**What to work on**. Check every line below for the string "wearer", and copy the lines that contain it.
[Dataset extract — start]
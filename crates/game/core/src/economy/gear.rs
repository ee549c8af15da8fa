//! Equip and unequip transactions behind the inventory overlay.

use std::collections::HashSet;

use crate::catalog::{EquipmentType, OracleError};
use crate::config::GameConfig;
use crate::error::{ErrorSeverity, GameError};
use crate::state::{
    CharacterId, CharacterState, EquipmentId, GearSlots, InvariantViolation, PlayerState,
};

use super::transaction::{EconomyEnv, Transaction};

/// Gear of one character after a successful gear transaction.
#[derive(Clone, Debug, PartialEq, Eq)]
#[cfg_attr(feature = "serde", derive(serde::Serialize, serde::Deserialize))]
pub struct GearReceipt {
    pub character: CharacterId,
    pub gear: GearSlots,
    /// Pieces returned to the unequipped pool.
    pub unequipped: Vec<EquipmentId>,
    /// Pieces newly put on.
    pub equipped: Vec<EquipmentId>,
}

impl GearReceipt {
    fn new(character: &CharacterState) -> Self {
        Self {
            character: character.id,
            gear: character.gear,
            unequipped: Vec::new(),
            equipped: Vec::new(),
        }
    }
}

#[derive(Clone, Copy, Debug, PartialEq, Eq, thiserror::Error)]
#[cfg_attr(feature = "serde", derive(serde::Serialize, serde::Deserialize))]
pub enum GearError {
    #[error("character {0} is not owned")]
    CharacterNotFound(CharacterId),

    #[error("gear slot {slot} out of range (max {max})")]
    SlotOutOfRange { slot: usize, max: usize },

    #[error("gear slot {0} is empty")]
    SlotEmpty(usize),

    #[error("equipment {0} is not owned")]
    NotOwned(EquipmentId),

    #[error("equipment {equipment} is already worn by {wearer}")]
    AlreadyEquipped {
        equipment: EquipmentId,
        wearer: CharacterId,
    },

    #[error("equipment {0} has no catalog definition")]
    UnknownEquipment(EquipmentId),

    #[error(transparent)]
    Catalog(#[from] OracleError),

    #[error(transparent)]
    Invariant(#[from] InvariantViolation),
}

impl GameError for GearError {
    fn severity(&self) -> ErrorSeverity {
        match self {
            Self::UnknownEquipment(_) => ErrorSeverity::DataIntegrity,
            Self::Catalog(error) => error.severity(),
            Self::Invariant(error) => error.severity(),
            _ => ErrorSeverity::Validation,
        }
    }

    fn error_code(&self) -> &'static str {
        match self {
            Self::CharacterNotFound(_) => "GEAR_CHARACTER_NOT_FOUND",
            Self::SlotOutOfRange { .. } => "GEAR_SLOT_OUT_OF_RANGE",
            Self::SlotEmpty(_) => "GEAR_SLOT_EMPTY",
            Self::NotOwned(_) => "GEAR_NOT_OWNED",
            Self::AlreadyEquipped { .. } => "GEAR_ALREADY_EQUIPPED",
            Self::UnknownEquipment(_) => "GEAR_UNKNOWN_EQUIPMENT",
            Self::Catalog(error) => error.error_code(),
            Self::Invariant(error) => error.error_code(),
        }
    }
}

fn check_slot(slot: usize) -> Result<(), GearError> {
    if slot >= GameConfig::GEAR_SLOTS {
        return Err(GearError::SlotOutOfRange {
            slot,
            max: GameConfig::GEAR_SLOTS,
        });
    }
    Ok(())
}

fn character<'s>(state: &'s PlayerState, id: CharacterId) -> Result<&'s CharacterState, GearError> {
    state.character(id).ok_or(GearError::CharacterNotFound(id))
}

fn character_mut<'s>(
    state: &'s mut PlayerState,
    id: CharacterId,
) -> Result<&'s mut CharacterState, GearError> {
    state.character_mut(id).ok_or(GearError::CharacterNotFound(id))
}

fn equipment_type(env: &EconomyEnv<'_>, id: EquipmentId) -> Result<Option<EquipmentType>, GearError> {
    Ok(env
        .catalog
        .equipment()?
        .equipment(id)
        .map(|definition| definition.equipment_type))
}

/// Puts an owned, unworn piece into one slot.
///
/// A piece already in the slot goes back to the pool. With
/// `unequip_duplicate_gear_type` on, other slots holding the same
/// equipment type are cleared first.
#[derive(Clone, Copy, Debug, PartialEq, Eq)]
#[cfg_attr(feature = "serde", derive(serde::Serialize, serde::Deserialize))]
pub struct EquipGear {
    pub character: CharacterId,
    pub slot: usize,
    pub equipment: EquipmentId,
}

impl EquipGear {
    pub fn new(character: CharacterId, slot: usize, equipment: EquipmentId) -> Self {
        Self {
            character,
            slot,
            equipment,
        }
    }
}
[Dataset extract — finish]
**Response area**.
    #[error("equipment {equipment} is already worn by {wearer}")]
        wearer: CharacterId,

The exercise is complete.